- Task requirements
Your response should be the complete set of records, reproduced exactly.

- Records for this exercise
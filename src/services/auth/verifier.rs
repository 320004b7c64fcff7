use jsonwebtoken::{Algorithm, DecodingKey, Validation};

use crate::config::AuthSettings;
use crate::services::auth::{Claims, TokenError};

/// HS256 bearer-token verifier.
///
/// - The shared secret comes from `AuthSettings`; when it is absent every call
///   fails with `SecretNotConfigured` so the server reports a misconfiguration
///   instead of rejecting callers as unauthenticated.
/// - `exp` / `nbf` are checked when present but not required.
/// - `iss` / `aud` are checked only when configured, and are then required.
/// - Debug omits key material.
#[derive(Clone)]
pub struct TokenVerifier {
    decoding_key: Option<DecodingKey>,
    validation: Validation,
}

impl std::fmt::Debug for TokenVerifier {
    fn fmt(&self, f: &mut std::fmt::Formatter<'_>) -> std::fmt::Result {
        // Do not print key material
        f.debug_struct("TokenVerifier")
            .field("configured", &self.decoding_key.is_some())
            .field("validation", &self.validation)
            .finish()
    }
}

impl TokenVerifier {
    pub fn new(settings: &AuthSettings) -> Self {
        let decoding_key = settings
            .jwt_secret
            .as_deref()
            .filter(|s| !s.is_empty())
            .map(|s| DecodingKey::from_secret(s.as_bytes()));

        let mut validation = Validation::new(Algorithm::HS256);
        validation.required_spec_claims.clear();
        validation.validate_nbf = true;
        validation.leeway = settings.leeway_seconds;

        // A configured issuer / audience must also be present in the token.
        if let Some(issuer) = &settings.issuer {
            validation.set_issuer(&[issuer]);
            validation.required_spec_claims.insert("iss".to_string());
        }
        if let Some(audience) = &settings.audience {
            validation.set_audience(&[audience]);
            validation.required_spec_claims.insert("aud".to_string());
        }

        Self {
            decoding_key,
            validation,
        }
    }

    pub fn is_configured(&self) -> bool {
        self.decoding_key.is_some()
    }

    /// Verify the signature and registered claims, then return the full payload.
    pub fn verify(&self, token: &str) -> Result<Claims, TokenError> {
        let key = self
            .decoding_key
            .as_ref()
            .ok_or(TokenError::SecretNotConfigured)?;

        let data = jsonwebtoken::decode::<Claims>(token, key, &self.validation)
            .map_err(TokenError::Invalid)?;

        Ok(data.claims)
    }
}
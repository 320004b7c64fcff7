//! Bearer token verification → `Claims` into request extensions.
//!
//! - Runs before the handler and before any body extractor, so a rejected
//!   request never reaches the provider or the artifact store.
//! - Missing / non-Bearer header → 401.
//! - Verification failure → 401; missing secret → 500 (see `TokenError`).

use axum::{
    Router,
    body::Body,
    extract::State,
    http::{Request, header},
    middleware::{self, Next},
    response::Response,
};

use crate::error::AppError;
use crate::state::AppState;

/// Require a verified bearer token on every route of `router`.
///
/// Uses `route_layer` so unmatched paths still 404 instead of 401.
pub fn apply(router: Router<AppState>, state: AppState) -> Router<AppState> {
    router.route_layer(middleware::from_fn_with_state(state, bearer_auth_middleware))
}

async fn bearer_auth_middleware(
    State(state): State<AppState>,
    mut req: Request<Body>,
    next: Next,
) -> Result<Response, AppError> {
    let token = bearer_token(&req)
        .ok_or_else(|| AppError::unauthorized("missing or malformed Authorization header"))?;

    let claims = state.verifier.verify(token)?;

    tracing::debug!(sub = claims.subject().unwrap_or("-"), "bearer token accepted");

    // middleware → extractor
    req.extensions_mut().insert(claims);

    Ok(next.run(req).await)
}

fn bearer_token(req: &Request<Body>) -> Option<&str> {
    let value = req.headers().get(header::AUTHORIZATION)?.to_str().ok()?;
    let (scheme, token) = value.split_once(' ')?;
    if !scheme.eq_ignore_ascii_case("bearer") {
        return None;
    }
    let token = token.trim();
    (!token.is_empty()).then_some(token)
}
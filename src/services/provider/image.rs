use axum::body::Bytes;

/// Image formats accepted for generation.
#[derive(Debug, Clone, Copy, PartialEq, Eq)]
pub enum ImageMediaType {
    Png,
    Jpeg,
}

impl ImageMediaType {
    /// Match a declared `Content-Type` against the allow-list.
    ///
    /// Parameters (`; charset=...`) are ignored and the comparison is
    /// case-insensitive; anything else is rejected.
    pub fn from_mime(raw: &str) -> Option<Self> {
        let essence = raw.split(';').next().unwrap_or_default().trim();
        if essence.eq_ignore_ascii_case("image/png") {
            Some(Self::Png)
        } else if essence.eq_ignore_ascii_case("image/jpeg") {
            Some(Self::Jpeg)
        } else {
            None
        }
    }

    pub fn as_mime(&self) -> &'static str {
        match self {
            Self::Png => "image/png",
            Self::Jpeg => "image/jpeg",
        }
    }

    fn default_file_name(&self) -> &'static str {
        match self {
            Self::Png => "image.png",
            Self::Jpeg => "image.jpg",
        }
    }
}

/// Image as received from the caller, ready to forward.
#[derive(Debug, Clone)]
pub struct ImageUpload {
    pub file_name: Option<String>,
    pub media_type: ImageMediaType,
    pub bytes: Bytes,
}

impl ImageUpload {
    pub fn file_name_or_default(&self) -> String {
        self.file_name
            .clone()
            .filter(|name| !name.trim().is_empty())
            .unwrap_or_else(|| self.media_type.default_file_name().to_string())
    }
}
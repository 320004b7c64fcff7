//! Bearer-authenticated relay to an image-to-3D generation API, with a flat
//! file cache of the generated models.

pub mod api;
pub mod app;
pub mod config;
pub mod error;
pub mod middleware;
pub mod services;
pub mod state;
/*
 * Responsibility
 * - HTTP surface of the proxy (routes() re-export)
 */
pub mod dto;
pub mod extractors;
pub mod handlers;
mod routes;

pub use routes::routes;
//! HTTP-level middleware (cross-cutting concerns).
//!
//! Responsibility:
//! - Request-Id generation + propagation (X-Request-Id)
//! - Access logging / request tracing (TraceLayer)
//! - Upload size limit
//! - Global timeout (kept above the provider timeout)

use std::time::Duration;

use axum::Router;
use axum::error_handling::HandleErrorLayer;
use axum::extract::DefaultBodyLimit;
use axum::http::{StatusCode, header::HeaderName};
use tower::timeout::TimeoutLayer;
use tower::{BoxError, ServiceBuilder};
use tower_http::limit::RequestBodyLimitLayer;
use tower_http::request_id::{MakeRequestUuid, PropagateRequestIdLayer, SetRequestIdLayer};
use tower_http::trace::TraceLayer;

use crate::config::Config;

pub const REQUEST_ID_HEADER: &str = "x-request-id";

/// Apply HTTP-level middleware to the given Router.
///
/// - Body limit: `config.max_upload_bytes` (replaces axum's 2 MiB extractor default)
/// - Timeout: `config.request_timeout()`, answered with 408
pub fn apply(router: Router, config: &Config) -> Router {
    with_limits(router, config.max_upload_bytes, config.request_timeout())
}

fn with_limits(router: Router, max_upload_bytes: usize, timeout: Duration) -> Router {
    let request_id_header = HeaderName::from_static(REQUEST_ID_HEADER);

    let layers = ServiceBuilder::new()
        .layer(HandleErrorLayer::new(|err: BoxError| async move {
            if err.is::<tower::timeout::error::Elapsed>() {
                StatusCode::REQUEST_TIMEOUT
            } else {
                StatusCode::INTERNAL_SERVER_ERROR
            }
        }))
        .layer(SetRequestIdLayer::new(
            request_id_header.clone(),
            MakeRequestUuid,
        ))
        .layer(PropagateRequestIdLayer::new(request_id_header))
        .layer(DefaultBodyLimit::disable())
        .layer(RequestBodyLimitLayer::new(max_upload_bytes))
        .layer(TimeoutLayer::new(timeout))
        .layer(TraceLayer::new_for_http());

    router.layer(layers)
}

- Response
filename src/services/auth/verifier.rs
repository 320004b7c64fcff7
use jsonwebtoken::{Algorithm, DecodingKey, Validation};

use crate::config::AuthSettings;
use crate::services::auth::{Claims, TokenError};

/// HS256 bearer-token verifier.
///
/// - The shared secret comes from `AuthSettings`; when it is absent every call
///   fails with `SecretNotConfigured` so the server reports a misconfiguration
///   instead of rejecting callers as unauthenticated.
/// - `exp` / `nbf` are checked when present but not required.
/// - `iss` / `aud` are checked only when configured, and are then required.
/// - Debug omits key material.
#[derive(Clone)]
pub struct TokenVerifier {
    decoding_key: Option<DecodingKey>,
    validation: Validation,
}

impl std::fmt::Debug for TokenVerifier {
    fn fmt(&self, f: &mut std::fmt::Formatter<'_>) -> std::fmt::Result {
        // Do not print key material
        f.debug_struct("TokenVerifier")
            .field("configured", &self.decoding_key.is_some())
            .field("validation", &self.validation)
            .finish()
    }
}

impl TokenVerifier {
    pub fn new(settings: &AuthSettings) -> Self {
        let decoding_key = settings
            .jwt_secret
            .as_deref()
            .filter(|s| !s.is_empty())
            .map(|s| DecodingKey::from_secret(s.as_bytes()));

        let mut validation = Validation::new(Algorithm::HS256);
        validation.required_spec_claims.clear();
        validation.validate_nbf = true;
        validation.leeway = settings.leeway_seconds;

        // A configured issuer / audience must also be present in the token.
        if let Some(issuer) = &settings.issuer {
            validation.set_issuer(&[issuer]);
            validation.required_spec_claims.insert("iss".to_string());
        }
        if let Some(audience) = &settings.audience {
            validation.set_audience(&[audience]);
            validation.required_spec_claims.insert("aud".to_string());
        }

        Self {
            decoding_key,
            validation,
        }
    }

    pub fn is_configured(&self) -> bool {
        self.decoding_key.is_some()
    }

    /// Verify the signature and registered claims, then return the full payload.
    pub fn verify(&self, token: &str) -> Result<Claims, TokenError> {
        let key = self
            .decoding_key
            .as_ref()
            .ok_or(TokenError::SecretNotConfigured)?;

        let data = jsonwebtoken::decode::<Claims>(token, key, &self.validation)
            .map_err(TokenError::Invalid)?;

        Ok(data.claims)
    }
}
repository 320004b7c64fcff7
//! Bearer token verification → `Claims` into request extensions.
//!
//! - Runs before the handler and before any body extractor, so a rejected
//!   request never reaches the provider or the artifact store.
//! - Missing / non-Bearer header → 401.
//! - Verification failure → 401; missing secret → 500 (see `TokenError`).

use axum::{
    Router,
    body::Body,
    extract::State,
    http::{Request, header},
    middleware::{self, Next},
    response::Response,
};

use crate::error::AppError;
use crate::state::AppState;

/// Require a verified bearer token on every route of `router`.
///
/// Uses `route_layer` so unmatched paths still 404 instead of 401.
pub fn apply(router: Router<AppState>, state: AppState) -> Router<AppState> {
    router.route_layer(middleware::from_fn_with_state(state, bearer_auth_middleware))
}

async fn bearer_auth_middleware(
    State(state): State<AppState>,
    mut req: Request<Body>,
    next: Next,
) -> Result<Response, AppError> {
    let token = bearer_token(&req)
        .ok_or_else(|| AppError::unauthorized("missing or malformed Authorization header"))?;

    let claims = state.verifier.verify(token)?;

    tracing::debug!(sub = claims.subject().unwrap_or("-"), "bearer token accepted");

    // middleware → extractor
    req.extensions_mut().insert(claims);

    Ok(next.run(req).await)
}

fn bearer_token(req: &Request<Body>) -> Option<&str> {
    let value = req.headers().get(header::AUTHORIZATION)?.to_str().ok()?;
    let (scheme, token) = value.split_once(' ')?;
    if !scheme.eq_ignore_ascii_case("bearer") {
        return None;
    }
    let token = token.trim();
    (!token.is_empty()).then_some(token)
}
filename src/services/provider/image.rs
use axum::body::Bytes;

/// Image formats accepted for generation.
#[derive(Debug, Clone, Copy, PartialEq, Eq)]
pub enum ImageMediaType {
    Png,
    Jpeg,
}

impl ImageMediaType {
    /// Match a declared `Content-Type` against the allow-list.
    ///
    /// Parameters (`; charset=...`) are ignored and the comparison is
    /// case-insensitive; anything else is rejected.
    pub fn from_mime(raw: &str) -> Option<Self> {
        let essence = raw.split(';').next().unwrap_or_default().trim();
        if essence.eq_ignore_ascii_case("image/png") {
            Some(Self::Png)
        } else if essence.eq_ignore_ascii_case("image/jpeg") {
            Some(Self::Jpeg)
        } else {
            None
        }
    }

    pub fn as_mime(&self) -> &'static str {
        match self {
            Self::Png => "image/png",
            Self::Jpeg => "image/jpeg",
        }
    }

    fn default_file_name(&self) -> &'static str {
        match self {
            Self::Png => "image.png",
            Self::Jpeg => "image.jpg",
        }
    }
}

/// Image as received from the caller, ready to forward.
#[derive(Debug, Clone)]
pub struct ImageUpload {
    pub file_name: Option<String>,
    pub media_type: ImageMediaType,
    pub bytes: Bytes,
}

impl ImageUpload {
    pub fn file_name_or_default(&self) -> String {
        self.file_name
            .clone()
            .filter(|name| !name.trim().is_empty())
            .unwrap_or_else(|| self.media_type.default_file_name().to_string())
    }
}
repository 320004b7c64fcff7
//! Bearer-authenticated relay to an image-to-3D generation API, with a flat
//! file cache of the generated models.

pub mod api;
pub mod app;
pub mod config;
pub mod error;
pub mod middleware;
pub mod services;
pub mod state;
/*
 * Responsibility
 * - HTTP surface of the proxy (routes() re-export)
 */
pub mod dto;
pub mod extractors;
pub mod handlers;
mod routes;

pub use routes::routes;
//! HTTP-level middleware (cross-cutting concerns).
//!
//! Responsibility:
//! - Request-Id generation + propagation (X-Request-Id)
//! - Access logging / request tracing (TraceLayer)
//! - Upload size limit
//! - Global timeout (kept above the provider timeout)

use std::time::Duration;

use axum::Router;
use axum::error_handling::HandleErrorLayer;
use axum::extract::DefaultBodyLimit;
use axum::http::{StatusCode, header::HeaderName};
use tower::timeout::TimeoutLayer;
use tower::{BoxError, ServiceBuilder};
use tower_http::limit::RequestBodyLimitLayer;
use tower_http::request_id::{MakeRequestUuid, PropagateRequestIdLayer, SetRequestIdLayer};
use tower_http::trace::TraceLayer;

use crate::config::Config;

pub const REQUEST_ID_HEADER: &str = "x-request-id";

/// Apply HTTP-level middleware to the given Router.
///
/// - Body limit: `config.max_upload_bytes` (replaces axum's 2 MiB extractor default)
/// - Timeout: `config.request_timeout()`, answered with 408
pub fn apply(router: Router, config: &Config) -> Router {
    with_limits(router, config.max_upload_bytes, config.request_timeout())
}

fn with_limits(router: Router, max_upload_bytes: usize, timeout: Duration) -> Router {
    let request_id_header = HeaderName::from_static(REQUEST_ID_HEADER);

    let layers = ServiceBuilder::new()
        .layer(HandleErrorLayer::new(|err: BoxError| async move {
            if err.is::<tower::timeout::error::Elapsed>() {
                StatusCode::REQUEST_TIMEOUT
            } else {
                StatusCode::INTERNAL_SERVER_ERROR
            }
        }))
        .layer(SetRequestIdLayer::new(
            request_id_header.clone(),
            MakeRequestUuid,
        ))
        .layer(PropagateRequestIdLayer::new(request_id_header))
        .layer(DefaultBodyLimit::disable())
        .layer(RequestBodyLimitLayer::new(max_upload_bytes))
        .layer(TimeoutLayer::new(timeout))
        .layer(TraceLayer::new_for_http());

    router.layer(layers)
}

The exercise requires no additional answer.